[SUPPLIED MATERIAL]

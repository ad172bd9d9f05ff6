//! SurrealDB store implementations.

mod identity;
mod service;

pub use identity::SurrealIdentityStore;
pub use service::SurrealServiceRepository;
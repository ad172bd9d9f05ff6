//! Authentication error types.

use stagedoor_core::error::StagedoorError;
use thiserror::Error;

#[derive(Debug, Error)]
pub enum AuthError {
    #[error("invalid credentials")]
    InvalidCredentials,

    #[error("no password set for this account")]
    NoPasswordSet,

    #[error("password must not be empty")]
    EmptyPassword,

    #[error("token has expired")]
    TokenExpired,

    #[error("invalid token: {0}")]
    TokenInvalid(String),

    #[error("missing bearer token")]
    MissingToken,

    #[error("token subject no longer exists")]
    UnknownUser,

    #[error("cryptography error: {0}")]
    Crypto(String),
}

impl From<AuthError> for StagedoorError {
    fn from(err: AuthError) -> Self {
        match err {
            AuthError::InvalidCredentials => StagedoorError::InvalidCredentials,
            AuthError::NoPasswordSet => StagedoorError::NoPasswordSet,
            AuthError::EmptyPassword => StagedoorError::Validation {
                message: "Password must not be empty".into(),
            },
            AuthError::TokenExpired => StagedoorError::TokenExpired,
            AuthError::TokenInvalid(_) => StagedoorError::TokenInvalid,
            AuthError::MissingToken => StagedoorError::MissingToken,
            AuthError::UnknownUser => StagedoorError::UnknownUser,
            AuthError::Crypto(msg) => StagedoorError::Crypto(msg),
        }
    }
}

[/SUPPLIED MATERIAL]

Which lines in the records above contain the word "TokenExpired"? Copy each one.

    TokenExpired,
            AuthError::TokenExpired => StagedoorError::TokenExpired,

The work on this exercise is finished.